Those of you of a certain vintage will remember the era of the TV-advertised Compilation album. Still almost with us but not like the old days. Not for today's lily-livered consumer 20 Town and Country Greats, Moments In Love or The Shadows Do Dylan. And the stamp-em-out-rack-em-out labels that spawned these compilations, Ronco, K-Tel, MFP, now largely reside crestfallen in dwindling vinyl bins of charity shops up and down the land. My folks, like most folks of their day were quite partial to a cheeky wee TV-advertised compilation album and it is because of this that something life-changing happened to yours truly.

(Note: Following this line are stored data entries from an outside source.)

//! Correlation types for tying log events to one CLI invocation
//!
//! A session (one-shot subcommand or an interactive menu run) gets a single
//! `RequestId` which is attached to the session span and to reported errors.

use serde::{Deserialize, Serialize};
use uuid::Uuid;

/// Unique identifier for a single CLI session
#[derive(Debug, Clone, PartialEq, Eq, Hash, Serialize, Deserialize)]
pub struct RequestId(String);

impl RequestId {
    /// Generate a new random RequestId using UUIDv7
    pub fn new() -> Self {
        Self(Uuid::now_v7().to_string())
    }

    pub fn as_str(&self) -> &str {
        &self.0
    }

    /// Create from an existing string (for deserialization)
    pub fn from_string(s: String) -> Self {
        Self(s)
    }
}

impl Default for RequestId {
    fn default() -> Self {
        Self::new()
    }
}

impl std::fmt::Display for RequestId {
    fn fmt(&self, f: &mut std::fmt::Formatter<'_>) -> std::fmt::Result {
        write!(f, "{}", self.0)
    }
}

/// Context carried through a session for correlation
#[derive(Debug, Clone)]
pub struct RequestContext {
    pub request_id: RequestId,
    /// Name of the driver action that opened the session (e.g. `add`, `shell`)
    pub action: Option<String>,
}

impl RequestContext {
    /// Create a new context with a fresh RequestId
    pub fn new() -> Self {
        Self {
            request_id: RequestId::new(),
            action: None,
        }
    }

    pub fn with_action(mut self, action: impl Into<String>) -> Self {
        self.action = Some(action.into());
        self
    }
}

impl Default for RequestContext {
    fn default() -> Self {
        Self::new()
    }
}
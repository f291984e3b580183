//! Canonical logging macros
//!
//! Every `Library` operation is bracketed by a start event and exactly one
//! end or end_error event.

/// Log the start of an operation
///
/// # Example
///
/// ```
/// # use libris_core::log_op_start;
/// log_op_start!("add_book");
/// log_op_start!("add_book", title = "Dune");
/// ```
#[macro_export]
macro_rules! log_op_start {
    ($op:expr) => {
        tracing::info!(
            component = module_path!(),
            op = $op,
            event = $crate::schema::EVENT_START,
        );
    };
    ($op:expr, $($field:tt)*) => {
        tracing::info!(
            component = module_path!(),
            op = $op,
            event = $crate::schema::EVENT_START,
            $($field)*
        );
    };
}

/// Log the successful end of an operation
///
/// # Example
///
/// ```
/// # use libris_core::log_op_end;
/// log_op_end!("add_book", duration_ms = 3);
/// log_op_end!("remove_book", duration_ms = 1, outcome = "not_found");
/// ```
#[macro_export]
macro_rules! log_op_end {
    ($op:expr, duration_ms = $duration:expr) => {
        tracing::info!(
            component = module_path!(),
            op = $op,
            event = $crate::schema::EVENT_END,
            duration_ms = $duration,
        );
    };
    ($op:expr, duration_ms = $duration:expr, $($field:tt)*) => {
        tracing::info!(
            component = module_path!(),
            op = $op,
            event = $crate::schema::EVENT_END,
            duration_ms = $duration,
            $($field)*
        );
    };
}

/// Log an operation error
///
/// The error is converted to `ExError` so the event carries the stable code.
///
/// # Example
///
/// ```
/// # use libris_core::{log_op_error, errors::LibraryError};
/// let err = LibraryError::Serialization { message: "bad".to_string() };
/// log_op_error!("persist", err, duration_ms = 10);
/// ```
#[macro_export]
macro_rules! log_op_error {
    ($op:expr, $err:expr, duration_ms = $duration:expr) => {{
        use $crate::errors::ExError;
        let ex_err: ExError = $err.into();
        tracing::error!(
            component = module_path!(),
            op = $op,
            event = $crate::schema::EVENT_END_ERROR,
            duration_ms = $duration,
            err.kind = ?ex_err.kind(),
            err.code = ex_err.code(),
        );
    }};
    ($op:expr, $err:expr, duration_ms = $duration:expr, $($field:tt)*) => {{
        use $crate::errors::ExError;
        let ex_err: ExError = $err.into();
        tracing::error!(
            component = module_path!(),
            op = $op,
            event = $crate::schema::EVENT_END_ERROR,
            duration_ms = $duration,
            err.kind = ?ex_err.kind(),
            err.code = ex_err.code(),
            $($field)*
        );
    }};
}
//! `agtdesk watch`: follow one agent's transcript live.

use agtdesk_core::AgentSession;
use agtdesk_runtime::Multiplexer;
use agtdesk_transport::{Connection, ConnectionConfig};
use tokio_util::sync::CancellationToken;

use crate::cli::WatchOpts;
use crate::cmd_session::control_client;
use crate::config::Settings;
use crate::render::{TranscriptPrinter, resolve_color};

pub async fn cmd_watch(settings: &Settings, opts: &WatchOpts) -> anyhow::Result<()> {
    let (conn, mut frames) = Connection::new(
        ConnectionConfig::new(settings.server_url.as_str())
            .with_reconnect_delay(settings.reconnect_delay),
    );
    let mut mux = Multiplexer::new(conn.clone(), control_client(settings), settings.home_dir.clone());

    if let Err(e) = mux.refresh_agents().await {
        tracing::warn!(error = %e, "could not list agents; watching by id only");
    }
    if mux.agents().all(|a| a.id != opts.agent_id) {
        mux.adopt_agent(AgentSession {
            id: opts.agent_id.clone(),
            working_dir: String::new(),
            display_name: opts.agent_id.clone(),
        });
    }

    let mut printer = TranscriptPrinter::new(resolve_color(&opts.color), opts.json);
    mux.subscribe_transcript(&opts.agent_id, move |update| {
        if let Some(text) = printer.render(update) {
            println!("{text}");
        }
    });

    let cancel = CancellationToken::new();
    let on_signal = cancel.clone();
    tokio::spawn(async move {
        if tokio::signal::ctrl_c().await.is_ok() {
            on_signal.cancel();
        }
    });

    tracing::info!(agent_id = %opts.agent_id, url = %settings.server_url, "watching agent");
    conn.acquire();
    mux.pump(&mut frames, cancel).await;
    conn.release();
    Ok(())
}
//! Which agents and terminals exist, and which agent owns which terminal.

use std::collections::BTreeMap;

use agtdesk_core::{AgentSession, TerminalSession};

#[derive(Debug, Default)]
pub struct SessionDirectory {
    agents: BTreeMap<String, AgentSession>,
    terminals: BTreeMap<String, TerminalSession>,
}

impl SessionDirectory {
    pub fn new() -> Self {
        Self::default()
    }

    // ─── Agents ───────────────────────────────────────────────────

    /// Insert or refresh an agent. Returns true when the id was new.
    pub fn insert_agent(&mut self, agent: AgentSession) -> bool {
        self.agents.insert(agent.id.clone(), agent).is_none()
    }

    pub fn remove_agent(&mut self, id: &str) -> Option<AgentSession> {
        self.agents.remove(id)
    }

    pub fn agent(&self, id: &str) -> Option<&AgentSession> {
        self.agents.get(id)
    }

    pub fn has_agent(&self, id: &str) -> bool {
        self.agents.contains_key(id)
    }

    pub fn agents(&self) -> impl Iterator<Item = &AgentSession> {
        self.agents.values()
    }

    // ─── Terminals ────────────────────────────────────────────────

    pub fn insert_terminal(&mut self, terminal: TerminalSession) -> bool {
        self.terminals.insert(terminal.id.clone(), terminal).is_none()
    }

    pub fn remove_terminal(&mut self, id: &str) -> Option<TerminalSession> {
        self.terminals.remove(id)
    }

    pub fn terminal(&self, id: &str) -> Option<&TerminalSession> {
        self.terminals.get(id)
    }

    pub fn has_terminal(&self, id: &str) -> bool {
        self.terminals.contains_key(id)
    }

    pub fn terminals(&self) -> impl Iterator<Item = &TerminalSession> {
        self.terminals.values()
    }

    /// Returns false for unknown ids.
    pub fn mark_exited(&mut self, id: &str) -> bool {
        match self.terminals.get_mut(id) {
            Some(terminal) => {
                terminal.exited = true;
                true
            }
            None => false,
        }
    }

    /// Ids of the terminals owned by `agent_id`, in id order.
    pub fn terminals_owned_by(&self, agent_id: &str) -> Vec<String> {
        self.terminals
            .values()
            .filter(|t| t.owner_agent.as_deref() == Some(agent_id))
            .map(|t| t.id.clone())
            .collect()
    }
}
//! Terminal multiplexer: output callback slots, keyed input/resize, and
//! session lifecycle through the control plane.
//!
//! A terminal's identity lives in the [`SessionDirectory`]; renderers only
//! attach and detach output callbacks. Detaching never ends the session.

use std::collections::HashMap;

use agtdesk_core::{Command, TerminalSession, display_name};
use agtdesk_transport::{CommandSink, ControlPlane};

use crate::directory::SessionDirectory;
use crate::error::MuxError;

pub type OutputCallback = Box<dyn FnMut(&[u8]) + Send>;

/// Handle for one output registration. Only removes the callback it installed.
#[derive(Debug, Clone, PartialEq, Eq)]
pub struct OutputHandle {
    id: String,
    slot: u64,
}

impl OutputHandle {
    pub fn terminal_id(&self) -> &str {
        &self.id
    }
}

#[derive(Default)]
pub struct TerminalMultiplexer {
    callbacks: HashMap<String, (u64, OutputCallback)>,
    next_slot: u64,
}

impl TerminalMultiplexer {
    pub fn new() -> Self {
        Self::default()
    }

    /// Install the output callback for `id`, replacing any previous one.
    pub fn register_output(
        &mut self,
        id: &str,
        callback: impl FnMut(&[u8]) + Send + 'static,
    ) -> OutputHandle {
        self.next_slot += 1;
        let slot = self.next_slot;
        if self
            .callbacks
            .insert(id.to_owned(), (slot, Box::new(callback)))
            .is_some()
        {
            tracing::debug!(terminal_id = %id, "terminal: output callback replaced");
        }
        OutputHandle {
            id: id.to_owned(),
            slot,
        }
    }

    /// Returns false when the handle's registration was already replaced or removed.
    pub fn unregister_output(&mut self, handle: &OutputHandle) -> bool {
        match self.callbacks.get(&handle.id) {
            Some((slot, _)) if *slot == handle.slot => {
                self.callbacks.remove(&handle.id);
                true
            }
            _ => false,
        }
    }

    pub fn has_output(&self, id: &str) -> bool {
        self.callbacks.contains_key(id)
    }

    /// Hand bytes to the callback for `id`. Without one the bytes are dropped.
    pub fn route_output(&mut self, id: &str, data: &[u8]) -> bool {
        match self.callbacks.get_mut(id) {
            Some((_, callback)) => {
                callback(data);
                true
            }
            None => false,
        }
    }

    /// Remove the callback slot regardless of which handle owns it.
    pub fn forget(&mut self, id: &str) {
        self.callbacks.remove(id);
    }

    /// Fire-and-forget keystrokes. Returns whether the command was handed to
    /// an open transport.
    pub fn send_input<S: CommandSink>(sink: &S, id: &str, bytes: &[u8]) -> bool {
        send(sink, &Command::input(id, bytes))
    }

    /// Fire-and-forget resize. Dimensions outside `1..=500` are dropped locally.
    pub fn send_resize<S: CommandSink>(sink: &S, id: &str, cols: u16, rows: u16) -> bool {
        match Command::resize(id, cols, rows) {
            Some(command) => send(sink, &command),
            None => {
                tracing::debug!(terminal_id = %id, cols, rows, "terminal: resize out of range, dropped");
                false
            }
        }
    }

    /// Ask the server for a new terminal and register it. Nothing is
    /// registered when the server call fails.
    pub async fn create_session<C: ControlPlane>(
        control: &C,
        directory: &mut SessionDirectory,
        working_dir: &str,
        name: Option<&str>,
        owner: Option<&str>,
    ) -> Result<TerminalSession, MuxError> {
        let id = control.create_terminal(working_dir, name, owner).await?;
        let session = TerminalSession {
            id,
            working_dir: working_dir.to_owned(),
            display_name: display_name(working_dir, name),
            owner_agent: owner.map(str::to_owned),
            exited: false,
        };
        tracing::info!(terminal_id = %session.id, owner = ?session.owner_agent, "terminal: created");
        directory.insert_terminal(session.clone());
        Ok(session)
    }

    /// Ask the server to kill a terminal. Local state is removed even when
    /// the server call fails; the failure is still returned.
    pub async fn destroy_session<C: ControlPlane>(
        &mut self,
        control: &C,
        directory: &mut SessionDirectory,
        id: &str,
    ) -> Result<(), MuxError> {
        let result = control.destroy_terminal(id).await;
        self.forget(id);
        directory.remove_terminal(id);
        match result {
            Ok(()) => {
                tracing::info!(terminal_id = %id, "terminal: destroyed");
                Ok(())
            }
            Err(e) => {
                tracing::warn!(terminal_id = %id, error = %e, "terminal: server destroy failed, removed locally");
                Err(e.into())
            }
        }
    }
}

fn send<S: CommandSink>(sink: &S, command: &Command) -> bool {
    match sink.send_command(command) {
        Ok(()) => true,
        Err(e) => {
            tracing::debug!(terminal_id = %command.target(), error = %e, "terminal: command dropped");
            false
        }
    }
}
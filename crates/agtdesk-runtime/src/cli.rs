//! CLI definition using clap derive.

use std::path::PathBuf;

use clap::{Args, Parser, Subcommand};

#[derive(Parser)]
#[command(name = "agtdesk", about = "Session multiplexer for supervised coding agents")]
pub struct Cli {
    /// Session server WebSocket URL (overrides `server_url` in the config file)
    #[arg(long, global = true, env = "AGTDESK_URL")]
    pub url: Option<String>,

    /// Control-plane UDS socket path (overrides `control_socket`)
    #[arg(long, short = 's', global = true, env = "AGTDESK_SOCKET")]
    pub socket_path: Option<String>,

    /// Config file (default: $XDG_CONFIG_HOME/agtdesk/config.toml)
    #[arg(long, global = true)]
    pub config: Option<PathBuf>,

    #[command(subcommand)]
    pub command: Command,
}

#[derive(Subcommand)]
pub enum Command {
    /// List agents the server is running
    Agents(ListOpts),
    /// Start an agent in a working directory
    NewAgent(NewAgentOpts),
    /// Stop an agent
    KillAgent { id: String },
    /// Send a message to an agent
    Send(SendOpts),
    /// Follow an agent's transcript
    Watch(WatchOpts),
    /// Open a shell session
    NewTerminal(NewTerminalOpts),
    /// Kill a shell session
    KillTerminal { id: String },
    /// Attach stdin/stdout to a shell session
    Attach(AttachOpts),
}

#[derive(Args, Default)]
pub struct ListOpts {
    /// Print one JSON object per agent
    #[arg(long)]
    pub json: bool,
}

#[derive(Args)]
pub struct NewAgentOpts {
    pub working_dir: String,

    #[arg(long)]
    pub name: Option<String>,
}

#[derive(Args)]
pub struct SendOpts {
    pub agent_id: String,

    /// Message text; multiple words are joined with spaces
    #[arg(required = true, num_args = 1..)]
    pub text: Vec<String>,
}

#[derive(Args)]
pub struct WatchOpts {
    pub agent_id: String,

    /// Print every update as a JSON line instead of rendered text
    #[arg(long)]
    pub json: bool,

    /// Color output: auto, always, never
    #[arg(long, default_value = "auto")]
    pub color: String,
}

#[derive(Args)]
pub struct NewTerminalOpts {
    pub working_dir: String,

    #[arg(long)]
    pub name: Option<String>,

    /// Owning agent; the terminal is killed with it
    #[arg(long)]
    pub agent: Option<String>,
}

#[derive(Args)]
pub struct AttachOpts {
    pub terminal_id: String,

    /// Columns to request on every (re)connect
    #[arg(long, requires = "rows")]
    pub cols: Option<u16>,

    /// Rows to request on every (re)connect
    #[arg(long, requires = "cols")]
    pub rows: Option<u16>,
}

#[cfg(test)]
mod tests {
    use super::*;

    #[test]
    fn send_joins_words() {
        let cli = Cli::try_parse_from(["agtdesk", "send", "a1", "fix", "the", "build"]).unwrap();
        let Command::Send(opts) = cli.command else {
            panic!("expected send");
        };
        assert_eq!(opts.agent_id, "a1");
        assert_eq!(opts.text.join(" "), "fix the build");
    }

    #[test]
    fn global_flags_after_subcommand() {
        let cli = Cli::try_parse_from(["agtdesk", "watch", "a1", "--url", "ws://h:1/ws", "-s", "/tmp/x.sock"])
            .unwrap();
        assert_eq!(cli.url.as_deref(), Some("ws://h:1/ws"));
        assert_eq!(cli.socket_path.as_deref(), Some("/tmp/x.sock"));
    }

    #[test]
    fn attach_size_needs_both_dimensions() {
        assert!(Cli::try_parse_from(["agtdesk", "attach", "t1", "--cols", "80"]).is_err());
        let cli = Cli::try_parse_from(["agtdesk", "attach", "t1", "--cols", "80", "--rows", "24"]).unwrap();
        let Command::Attach(opts) = cli.command else {
            panic!("expected attach");
        };
        assert_eq!((opts.cols, opts.rows), (Some(80), Some(24)));
    }
}
//! JSON-RPC 2.0 control plane over a Unix socket.
//!
//! One request per connection: write a newline-terminated request, shut down
//! the write half, read one response line.

use std::future::Future;
use std::path::{Path, PathBuf};
use std::sync::atomic::{AtomicU64, Ordering};
use std::time::Duration;

use agtdesk_core::{AgentSession, display_name};
use serde::Deserialize;
use serde_json::{Value, json};
use tokio::io::{AsyncBufReadExt, AsyncWriteExt, BufReader};
use tokio::net::UnixStream;

use crate::error::TransportError;

pub const DEFAULT_REQUEST_TIMEOUT: Duration = Duration::from_secs(5);

/// Session lifecycle requests the multiplexer delegates to the server.
pub trait ControlPlane {
    fn create_agent(
        &self,
        working_dir: &str,
        name: Option<&str>,
    ) -> impl Future<Output = Result<AgentSession, TransportError>> + Send;

    fn list_agents(&self) -> impl Future<Output = Result<Vec<AgentSession>, TransportError>> + Send;

    fn destroy_agent(&self, id: &str) -> impl Future<Output = Result<(), TransportError>> + Send;

    fn send_agent_message(
        &self,
        agent_id: &str,
        text: &str,
    ) -> impl Future<Output = Result<(), TransportError>> + Send;

    /// Returns the new terminal id.
    fn create_terminal(
        &self,
        working_dir: &str,
        name: Option<&str>,
        agent_id: Option<&str>,
    ) -> impl Future<Output = Result<String, TransportError>> + Send;

    fn destroy_terminal(&self, id: &str) -> impl Future<Output = Result<(), TransportError>> + Send;
}

#[derive(Debug, Deserialize)]
struct RpcResponse {
    #[serde(default)]
    result: Option<Value>,
    #[serde(default)]
    error: Option<RpcErrorBody>,
}

#[derive(Debug, Deserialize)]
struct RpcErrorBody {
    #[serde(default)]
    code: i64,
    #[serde(default)]
    message: String,
}

/// Agent record as the server reports it; missing names are derived.
#[derive(Debug, Deserialize)]
struct AgentRecord {
    id: String,
    #[serde(default)]
    working_dir: String,
    #[serde(default)]
    display_name: Option<String>,
}

impl AgentRecord {
    fn into_session(self) -> AgentSession {
        let display_name = display_name(&self.working_dir, self.display_name.as_deref());
        AgentSession {
            id: self.id,
            working_dir: self.working_dir,
            display_name,
        }
    }
}

#[derive(Debug)]
pub struct ControlClient {
    socket_path: PathBuf,
    timeout: Duration,
    next_id: AtomicU64,
}

impl ControlClient {
    pub fn new(socket_path: impl Into<PathBuf>) -> Self {
        Self {
            socket_path: socket_path.into(),
            timeout: DEFAULT_REQUEST_TIMEOUT,
            next_id: AtomicU64::new(1),
        }
    }

    pub fn with_timeout(mut self, timeout: Duration) -> Self {
        self.timeout = timeout;
        self
    }

    pub fn socket_path(&self) -> &Path {
        &self.socket_path
    }

    /// Issue one request and return its `result`, bounded by the request timeout.
    pub async fn call(&self, method: &str, params: Value) -> Result<Value, TransportError> {
        let id = self.next_id.fetch_add(1, Ordering::Relaxed);
        tracing::debug!(method, id, "control: request");
        match tokio::time::timeout(self.timeout, self.roundtrip(id, method, params)).await {
            Ok(result) => result,
            Err(_) => Err(TransportError::Timeout {
                method: method.to_owned(),
                millis: self.timeout.as_millis(),
            }),
        }
    }

    async fn roundtrip(&self, id: u64, method: &str, params: Value) -> Result<Value, TransportError> {
        let io_err = |source| TransportError::Io {
            path: self.socket_path.display().to_string(),
            source,
        };

        let stream = UnixStream::connect(&self.socket_path).await.map_err(io_err)?;
        let (reader, mut writer) = stream.into_split();

        let request = json!({
            "jsonrpc": "2.0",
            "method": method,
            "params": params,
            "id": id,
        });
        let mut req = serde_json::to_string(&request)?;
        req.push('\n');
        writer.write_all(req.as_bytes()).await.map_err(io_err)?;
        writer.shutdown().await.map_err(io_err)?;

        let mut reader = BufReader::new(reader);
        let mut line = String::new();
        reader.read_line(&mut line).await.map_err(io_err)?;
        if line.trim().is_empty() {
            return Err(TransportError::BadResponse(format!(
                "empty response to `{method}`"
            )));
        }

        let response: RpcResponse = serde_json::from_str(line.trim())
            .map_err(|e| TransportError::BadResponse(e.to_string()))?;
        if let Some(error) = response.error {
            tracing::debug!(method, code = error.code, message = %error.message, "control: error response");
            return Err(TransportError::Rpc {
                code: error.code,
                message: error.message,
            });
        }
        Ok(response.result.unwrap_or(Value::Null))
    }
}

fn required_str(result: &Value, field: &str) -> Result<String, TransportError> {
    result
        .get(field)
        .and_then(Value::as_str)
        .map(str::to_owned)
        .ok_or_else(|| TransportError::BadResponse(format!("result has no `{field}`")))
}

impl ControlPlane for ControlClient {
    async fn create_agent(
        &self,
        working_dir: &str,
        name: Option<&str>,
    ) -> Result<AgentSession, TransportError> {
        let result = self
            .call(
                "create_agent",
                json!({ "working_dir": working_dir, "name": name }),
            )
            .await?;
        let id = required_str(&result, "id")?;
        let display = result
            .get("display_name")
            .and_then(Value::as_str)
            .or(name);
        Ok(AgentSession {
            id,
            working_dir: working_dir.to_owned(),
            display_name: display_name(working_dir, display),
        })
    }

    async fn list_agents(&self) -> Result<Vec<AgentSession>, TransportError> {
        let result = self.call("list_agents", json!({})).await?;
        let agents = result.get("agents").cloned().unwrap_or(Value::Array(Vec::new()));
        let records: Vec<AgentRecord> = serde_json::from_value(agents)
            .map_err(|e| TransportError::BadResponse(e.to_string()))?;
        Ok(records.into_iter().map(AgentRecord::into_session).collect())
    }

    async fn destroy_agent(&self, id: &str) -> Result<(), TransportError> {
        self.call("destroy_agent", json!({ "id": id })).await?;
        Ok(())
    }

    async fn send_agent_message(&self, agent_id: &str, text: &str) -> Result<(), TransportError> {
        self.call(
            "send_agent_message",
            json!({ "agent_id": agent_id, "text": text }),
        )
        .await?;
        Ok(())
    }

    async fn create_terminal(
        &self,
        working_dir: &str,
        name: Option<&str>,
        agent_id: Option<&str>,
    ) -> Result<String, TransportError> {
        let result = self
            .call(
                "create_terminal",
                json!({ "working_dir": working_dir, "name": name, "agent_id": agent_id }),
            )
            .await?;
        required_str(&result, "id")
    }

    async fn destroy_terminal(&self, id: &str) -> Result<(), TransportError> {
        self.call("destroy_terminal", json!({ "id": id })).await?;
        Ok(())
    }
}

#[cfg(test)]
mod tests {
    use super::*;
    use tokio::net::UnixListener;

    /// Serve exactly one connection: capture the request, answer with `response`.
    fn serve_once(listener: UnixListener, response: Value) -> tokio::task::JoinHandle<Value> {
        tokio::spawn(async move {
            let (stream, _) = listener.accept().await.unwrap();
            let (reader, mut writer) = stream.into_split();
            let mut reader = BufReader::new(reader);
            let mut line = String::new();
            reader.read_line(&mut line).await.unwrap();
            let request: Value = serde_json::from_str(line.trim()).unwrap();
            let mut body = serde_json::to_string(&response).unwrap();
            body.push('\n');
            writer.write_all(body.as_bytes()).await.unwrap();
            request
        })
    }

    fn bind(dir: &tempfile::TempDir) -> (PathBuf, UnixListener) {
        let path = dir.path().join("control.sock");
        let listener = UnixListener::bind(&path).unwrap();
        (path, listener)
    }

    #[tokio::test]
    async fn create_terminal_sends_params_and_returns_id() {
        let dir = tempfile::tempdir().unwrap();
        let (path, listener) = bind(&dir);
        let server = serve_once(listener, json!({"jsonrpc": "2.0", "id": 1, "result": {"id": "t7"}}));

        let client = ControlClient::new(&path);
        let id = client
            .create_terminal("/work/api", None, Some("a1"))
            .await
            .unwrap();
        assert_eq!(id, "t7");

        let request = server.await.unwrap();
        assert_eq!(request["jsonrpc"], "2.0");
        assert_eq!(request["method"], "create_terminal");
        assert_eq!(request["params"]["working_dir"], "/work/api");
        assert_eq!(request["params"]["agent_id"], "a1");
        assert!(request["params"]["name"].is_null());
    }

    #[tokio::test]
    async fn create_agent_derives_display_name() {
        let dir = tempfile::tempdir().unwrap();
        let (path, listener) = bind(&dir);
        let _server = serve_once(listener, json!({"jsonrpc": "2.0", "id": 1, "result": {"id": "a1"}}));

        let agent = ControlClient::new(&path)
            .create_agent("/work/api", None)
            .await
            .unwrap();
        assert_eq!(agent.id, "a1");
        assert_eq!(agent.working_dir, "/work/api");
        assert_eq!(agent.display_name, "api");
    }

    #[tokio::test]
    async fn list_agents_parses_records() {
        let dir = tempfile::tempdir().unwrap();
        let (path, listener) = bind(&dir);
        let _server = serve_once(
            listener,
            json!({"jsonrpc": "2.0", "id": 1, "result": {"agents": [
                {"id": "a1", "working_dir": "/w/one", "display_name": "first"},
                {"id": "a2", "working_dir": "/w/two"},
            ]}}),
        );

        let agents = ControlClient::new(&path).list_agents().await.unwrap();
        assert_eq!(agents.len(), 2);
        assert_eq!(agents[0].display_name, "first");
        assert_eq!(agents[1].display_name, "two");
    }

    #[tokio::test]
    async fn error_response_maps_to_rpc_error() {
        let dir = tempfile::tempdir().unwrap();
        let (path, listener) = bind(&dir);
        let _server = serve_once(
            listener,
            json!({"jsonrpc": "2.0", "id": 1, "error": {"code": -32000, "message": "no such agent"}}),
        );

        let err = ControlClient::new(&path).destroy_agent("ghost").await.unwrap_err();
        match err {
            TransportError::Rpc { code, message } => {
                assert_eq!(code, -32000);
                assert_eq!(message, "no such agent");
            }
            other => panic!("unexpected error: {other}"),
        }
    }

    #[tokio::test]
    async fn silent_server_times_out() {
        let dir = tempfile::tempdir().unwrap();
        let (path, listener) = bind(&dir);
        let _server = tokio::spawn(async move {
            let (stream, _) = listener.accept().await.unwrap();
            tokio::time::sleep(Duration::from_secs(5)).await;
            drop(stream);
        });

        let client = ControlClient::new(&path).with_timeout(Duration::from_millis(100));
        let err = client.destroy_terminal("t1").await.unwrap_err();
        assert!(matches!(err, TransportError::Timeout { ref method, .. } if method == "destroy_terminal"));
    }

    #[tokio::test]
    async fn missing_socket_is_io_error() {
        let dir = tempfile::tempdir().unwrap();
        let client = ControlClient::new(dir.path().join("absent.sock"));
        let err = client.list_agents().await.unwrap_err();
        assert!(matches!(err, TransportError::Io { .. }));
    }
}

At some point in the late 1970s a compilation album titled Good Morning America appeared in the vinyl rack (a kind of wiry oversized toast rack that held around 24 crap albums) in our front room. A cursory listen revealed that my parents had suddenly acquired stunning taste in music. This shocking development offered only one course of action - to steal the album. Once lashed to the turntable of my Fidelity UA4 record player Good Morning America offered a world of utter wonder. There was At Seventeen Janis Ian's hymn to loneliness, a version of Van Morrison's cinematic romp through early 1960s Belfast Brown Eyed Girl, and Randy Edleman's short story / song Uptown Uptempo Woman. The singer-songwriter (stated hero of this vinyl slab) was clearly some kind of alchemist as I was transported out of the window of 16 Queen's Crescent Falkirk and into a vivid new world where colour was rendered in the tone of an acoustic guitar and the novelist's eye for detail. This was not "She Loves You Yeah Yeah Yeah", rather "I was wearing moleskin trousers and I had a cup of coffee with one and a half sugars and you cried when I mentioned that I might be going to work abroad in two weeks but cheered up when I bought you a bag of chips with some brown sauce and vinegar on the side and now let's get onto the second line of verse one". Rich stuff.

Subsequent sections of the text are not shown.